Reverse Sonoporation Mechanisms: Sonoporation traditionally involves microbubbles in close proximity to cells. However, sonoporation is also known to occur with liposomes. With the exception of nesting microbubbles inside the aqueous core of phospholipid vesicles, the putative mechanisms of Figure 9 are not applicable here; another mechanism or mechanisms must account for ultrasound-induced leakage from liposomes. One possibility is nucleation of a gas bubble in the hydrophobic region of the phospholipid bilayer; subsequent growth, expansion, and/or translocation of this bubble creates the pore for transport (D).⁸² Another possibility is that inertial cavitation of bubbles (generated either inside the liposome core, within the liposomal bilayer, or in the bulk aqueous phase) catastrophically disrupts the liposome (indeed, this is believed to be the mechanism by which sonication creates small, uni-lamellar vesicles from giant, multi-lamellar vesicles) (E).
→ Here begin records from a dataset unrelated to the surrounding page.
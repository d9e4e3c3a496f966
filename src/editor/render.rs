// Copyright (c) 2025, Jason Jenkins
// SPDX-License-Identifier: BSD-3-Clause

//! Draw-command contract.
//!
//! The editor never paints; it hands the embedding application an ordered
//! list of primitives to draw over the current frame.

use crate::models::rect::Rect;

/// An RGB color.
#[derive(Debug, Clone, Copy, PartialEq, Eq)]
pub struct Color {
    pub r: u8,
    pub g: u8,
    pub b: u8,
}

impl Color {
    pub const fn rgb(r: u8, g: u8, b: u8) -> Self {
        Self { r, g, b }
    }
}

/// Outline and marker color of the current (selected) ROI.
pub const CURRENT_COLOR: Color = Color::rgb(0, 255, 0);

/// Outline color of every other ROI.
pub const SECONDARY_COLOR: Color = Color::rgb(255, 255, 0);

/// One rectangle primitive for the embedding renderer to paint.
///
/// Commands are emitted in z-order: earlier ROIs first, the current
/// ROI's handle markers directly after its outline.
#[derive(Debug, Clone, Copy, PartialEq, Eq)]
pub struct DrawCommand {
    pub rect: Rect,
    pub color: Color,
    /// True for the small handle squares of the current ROI, false for
    /// ROI outlines.
    pub is_handle_marker: bool,
}

impl DrawCommand {
    pub fn outline(rect: Rect, color: Color) -> Self {
        Self {
            rect,
            color,
            is_handle_marker: false,
        }
    }

    pub fn marker(rect: Rect, color: Color) -> Self {
        Self {
            rect,
            color,
            is_handle_marker: true,
        }
    }
}
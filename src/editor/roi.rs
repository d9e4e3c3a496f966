// Copyright (c) 2025, Jason Jenkins
// SPDX-License-Identifier: BSD-3-Clause

//! Per-ROI drag gesture state machine.
//!
//! Each ROI owns one gesture at a time: defining its initial extent,
//! moving it as a whole, or resizing it by one of the eight handles.
//! All pointer coordinates arriving here are already clamped to the
//! canvas, so the math never sees out-of-frame input.

use crate::editor::handles::{self, Handle, Hit, MARKER_SIZE};
use crate::models::rect::{CanvasBounds, Rect};
use crate::util::geometry;

/// Grip offsets recorded when a move gesture starts.
///
/// `dx`/`dy` is the distance from the pointer-down point to the
/// rectangle's top-left corner, `ow`/`oh` the complementary distance to
/// its bottom-right, so the pointer keeps the same grip point in
/// rectangle-local coordinates for the whole move.
#[derive(Debug, Clone, Copy, PartialEq, Eq)]
pub struct Anchor {
    pub dx: i32,
    pub dy: i32,
    pub ow: i32,
    pub oh: i32,
}

impl Anchor {
    /// Record the grip offsets for a pointer-down at `(x, y)` on `rect`.
    pub fn grip(rect: &Rect, x: i32, y: i32) -> Self {
        let dx = x - rect.x;
        let dy = y - rect.y;
        Self {
            dx,
            dy,
            ow: rect.w - dx,
            oh: rect.h - dy,
        }
    }
}

/// The gesture a ROI is currently in.
#[derive(Debug, Clone, Copy, PartialEq, Eq, Default)]
pub enum Gesture {
    /// No gesture in progress.
    #[default]
    Idle,
    /// Initial extent growing with the pointer from a fixed origin.
    Defining,
    /// Whole-rectangle translation with a recorded grip.
    Moving(Anchor),
    /// One or two edges following the pointer, the rest fixed.
    Resizing(Handle),
}

/// What a pointer-down on a ROI resolved to.
#[derive(Debug, Clone, Copy, PartialEq, Eq)]
pub enum PressOutcome {
    /// The ROI consumed the press and a gesture is now in progress.
    Claimed,
    /// The press landed outside the active rectangle and all of its
    /// handle zones; the caller should start a fresh ROI.
    Missed,
}

/// One managed rectangle with its selection lifecycle flags.
#[derive(Debug, Clone, PartialEq, Eq)]
pub struct Roi {
    /// Stable creation index within the owning collection.
    pub id: usize,
    pub rect: Rect,
    /// Set once a defining drag has run; only used ROIs are exported.
    pub used: bool,
    /// Set once creation has begun (the rectangle has an origin).
    pub active: bool,
    pub gesture: Gesture,
}

impl Roi {
    /// A fresh inactive placeholder with a zero rectangle.
    pub fn blank(id: usize) -> Self {
        Self {
            id,
            rect: Rect::zero(),
            used: false,
            active: false,
            gesture: Gesture::Idle,
        }
    }

    /// A ROI restored from persisted data or supplied by a tracker.
    ///
    /// Persisted rectangles already count as finalized.
    pub fn from_saved(id: usize, rect: Rect) -> Self {
        Self {
            id,
            rect,
            used: true,
            active: false,
            gesture: Gesture::Idle,
        }
    }

    /// Handle a pointer-down at the (clamped) position `(x, y)`.
    ///
    /// An inactive ROI anchors its origin there and starts defining; an
    /// active one is hit-tested against its handles and body. A miss is
    /// reported to the caller instead of mutating anything.
    pub fn press(&mut self, x: i32, y: i32) -> PressOutcome {
        if !self.active {
            self.rect.x = x;
            self.rect.y = y;
            self.active = true;
            self.gesture = Gesture::Defining;
            return PressOutcome::Claimed;
        }

        match handles::hit_test(self.rect, x, y, MARKER_SIZE) {
            Some(Hit::Handle(handle)) => {
                self.gesture = Gesture::Resizing(handle);
                PressOutcome::Claimed
            }
            Some(Hit::Body) => {
                self.gesture = Gesture::Moving(Anchor::grip(&self.rect, x, y));
                PressOutcome::Claimed
            }
            None => PressOutcome::Missed,
        }
    }

    /// Handle a pointer-move at the (clamped) position `(x, y)`.
    pub fn drag_to(&mut self, x: i32, y: i32, bounds: &CanvasBounds) {
        match self.gesture {
            Gesture::Idle => {}
            Gesture::Defining => {
                // Extent may go negative while dragging up/left; it is
                // folded back once at release.
                self.rect.w = x - self.rect.x;
                self.rect.h = y - self.rect.y;
                self.used = true;
            }
            Gesture::Moving(anchor) => {
                let mut r = self.rect;
                r.x = x - anchor.dx;
                r.y = y - anchor.dy;
                self.rect = geometry::translate_into(r, bounds);
            }
            Gesture::Resizing(handle) => self.resize_to(handle, x, y),
        }
    }

    /// Move the edge(s) implied by `handle` to the pointer, leaving the
    /// opposite edge(s) fixed. Intentionally unclamped: a growing edge
    /// may pass the canvas border until the pointer clamp stops it.
    fn resize_to(&mut self, handle: Handle, x: i32, y: i32) {
        let r = &mut self.rect;
        match handle {
            Handle::TopLeft => {
                r.w = (r.x + r.w) - x;
                r.h = (r.y + r.h) - y;
                r.x = x;
                r.y = y;
            }
            Handle::TopRight => {
                r.h = (r.y + r.h) - y;
                r.y = y;
                r.w = x - r.x;
            }
            Handle::BottomLeft => {
                r.w = (r.x + r.w) - x;
                r.x = x;
                r.h = y - r.y;
            }
            Handle::BottomRight => {
                r.w = x - r.x;
                r.h = y - r.y;
            }
            Handle::TopMid => {
                r.h = (r.y + r.h) - y;
                r.y = y;
            }
            Handle::BottomMid => {
                r.h = y - r.y;
            }
            Handle::LeftMid => {
                r.w = (r.x + r.w) - x;
                r.x = x;
            }
            Handle::RightMid => {
                r.w = x - r.x;
            }
        }
    }

    /// Handle a pointer-up: end the gesture and normalize exactly once.
    ///
    /// A rectangle that ends with zero width or height is degenerate and
    /// drops back to inactive; it stays in the collection as a
    /// placeholder.
    pub fn release(&mut self) {
        self.gesture = Gesture::Idle;
        self.rect = geometry::normalized(self.rect);

        if self.rect.w == 0 || self.rect.h == 0 {
            self.active = false;
        }
    }
}

#[cfg(test)]
mod tests {
    use super::*;

    fn bounds() -> CanvasBounds {
        CanvasBounds::of_frame(100, 100)
    }

    #[test]
    fn test_define_then_release_normalizes_inverted_drag() {
        let mut roi = Roi::blank(0);
        assert_eq!(roi.press(10, 10), PressOutcome::Claimed);
        assert!(roi.active);
        assert_eq!(roi.gesture, Gesture::Defining);

        roi.drag_to(5, 5, &bounds());
        assert_eq!(roi.rect, Rect::new(10, 10, -5, -5));
        assert!(roi.used);

        roi.release();
        assert_eq!(roi.rect, Rect::new(5, 5, 5, 5));
        assert!(roi.active);
        assert_eq!(roi.gesture, Gesture::Idle);
    }

    #[test]
    fn test_click_without_drag_deactivates() {
        let mut roi = Roi::blank(0);
        roi.press(30, 40);
        roi.release();
        assert!(!roi.active);
        assert!(!roi.used);
        assert_eq!(roi.rect, Rect::new(30, 40, 0, 0));
    }

    #[test]
    fn test_resize_bottom_right() {
        let mut roi = Roi::from_saved(0, Rect::new(0, 0, 50, 50));
        roi.active = true;
        assert_eq!(roi.press(50, 50), PressOutcome::Claimed);
        assert_eq!(roi.gesture, Gesture::Resizing(Handle::BottomRight));

        roi.drag_to(80, 90, &bounds());
        assert_eq!(roi.rect, Rect::new(0, 0, 80, 90));
    }

    #[test]
    fn test_resize_top_left_keeps_far_corner() {
        let mut roi = Roi::from_saved(0, Rect::new(20, 20, 30, 30));
        roi.active = true;
        roi.press(20, 20);
        assert_eq!(roi.gesture, Gesture::Resizing(Handle::TopLeft));

        roi.drag_to(10, 15, &bounds());
        assert_eq!(roi.rect, Rect::new(10, 15, 40, 35));
    }

    #[test]
    fn test_resize_edge_midpoints_move_one_edge() {
        let mut roi = Roi::from_saved(0, Rect::new(20, 20, 30, 30));
        roi.active = true;
        roi.press(35, 20); // top midpoint
        assert_eq!(roi.gesture, Gesture::Resizing(Handle::TopMid));
        roi.drag_to(60, 10, &bounds());
        assert_eq!(roi.rect, Rect::new(20, 10, 30, 40));

        roi.release();
        roi.press(50, 33); // right midpoint
        assert_eq!(roi.gesture, Gesture::Resizing(Handle::RightMid));
        roi.drag_to(70, 80, &bounds());
        assert_eq!(roi.rect, Rect::new(20, 10, 50, 40));
    }

    #[test]
    fn test_resize_does_not_mark_used() {
        let mut roi = Roi::from_saved(0, Rect::new(0, 0, 50, 50));
        roi.active = true;
        roi.used = false;
        roi.press(50, 50);
        roi.drag_to(60, 60, &bounds());
        assert!(!roi.used);
    }

    #[test]
    fn test_move_keeps_grip_and_clamps() {
        let mut roi = Roi::from_saved(0, Rect::new(0, 0, 20, 20));
        roi.active = true;
        roi.press(5, 5);
        match roi.gesture {
            Gesture::Moving(a) => {
                assert_eq!(a, Anchor { dx: 5, dy: 5, ow: 15, oh: 15 });
            }
            other => panic!("expected a move gesture, got {:?}", other),
        }

        roi.drag_to(50, 50, &bounds());
        assert_eq!(roi.rect, Rect::new(45, 45, 20, 20));

        // Far corner stays on the canvas: x + w <= 99.
        roi.drag_to(98, 98, &bounds());
        assert_eq!(roi.rect, Rect::new(79, 79, 20, 20));
    }

    #[test]
    fn test_press_outside_everything_misses() {
        let mut roi = Roi::from_saved(0, Rect::new(10, 10, 20, 20));
        roi.active = true;
        assert_eq!(roi.press(70, 70), PressOutcome::Missed);
        assert_eq!(roi.gesture, Gesture::Idle);
        assert_eq!(roi.rect, Rect::new(10, 10, 20, 20));
    }

    #[test]
    fn test_degenerate_release_keeps_used() {
        let mut roi = Roi::blank(0);
        roi.press(10, 10);
        roi.drag_to(30, 10, &bounds()); // width only, zero height
        roi.release();
        assert!(!roi.active);
        assert!(roi.used);
        assert_eq!(roi.rect, Rect::new(10, 10, 20, 0));
    }
}
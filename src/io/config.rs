// Copyright (c) 2025, Jason Jenkins
// SPDX-License-Identifier: BSD-3-Clause

//! Operator configuration.
//!
//! The config file carries the working frame dimensions and the ordered
//! list of event names the operator can attach to a frame.

use anyhow::Result;
use serde::{Deserialize, Serialize};
use std::path::Path;

/// Labelling configuration loaded from the operator's config JSON.
///
/// Extra keys in the file (renderer settings and the like) are ignored.
#[derive(Debug, Clone, PartialEq, Eq, Serialize, Deserialize)]
pub struct LabelConfig {
    pub width: u32,
    pub height: u32,
    pub events: Vec<String>,
}

impl LabelConfig {
    /// Parse a configuration from a JSON document.
    pub fn from_json_str(text: &str) -> Result<Self> {
        Ok(serde_json::from_str(text)?)
    }
}

/// Load the configuration from a JSON file.
pub fn load_config(path: &Path) -> Result<LabelConfig> {
    let text = std::fs::read_to_string(path)?;
    let config = LabelConfig::from_json_str(&text)?;
    log::info!(
        "loaded config: {}x{}, {} events",
        config.width,
        config.height,
        config.events.len()
    );
    Ok(config)
}

#[cfg(test)]
mod tests {
    use super::*;

    #[test]
    fn test_parse_config() {
        let text = r#"{"width": 640, "height": 480, "events": ["car_in", "car_out"]}"#;
        let config = LabelConfig::from_json_str(text).unwrap();
        assert_eq!(config.width, 640);
        assert_eq!(config.events, vec!["car_in", "car_out"]);
    }

    #[test]
    fn test_unknown_keys_tolerated() {
        let text = r#"{"width": 10, "height": 10, "events": [], "window_name": "x"}"#;
        assert!(LabelConfig::from_json_str(text).is_ok());
    }

    #[test]
    fn test_missing_fields_rejected() {
        assert!(LabelConfig::from_json_str(r#"{"width": 10}"#).is_err());
    }
}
Lastly, we propose a new mechanism, which recognizes that negative ultrasound pressure causes the entire liposome to expand, leading to dilation and increased separation between phospholipids (F). Such dilation would be enhanced by formation of a bubble - e.g., via nucleation of dissolved gases or vaporization of water - (or by nesting of one or more microbubbles) inside the aqueous core of the liposome and subsequent expansion of this bubble with negative ultrasound pressure. Although mechanism (F) would not create holes per se, it would account for the increased membrane permeability observed upon application of ultrasound.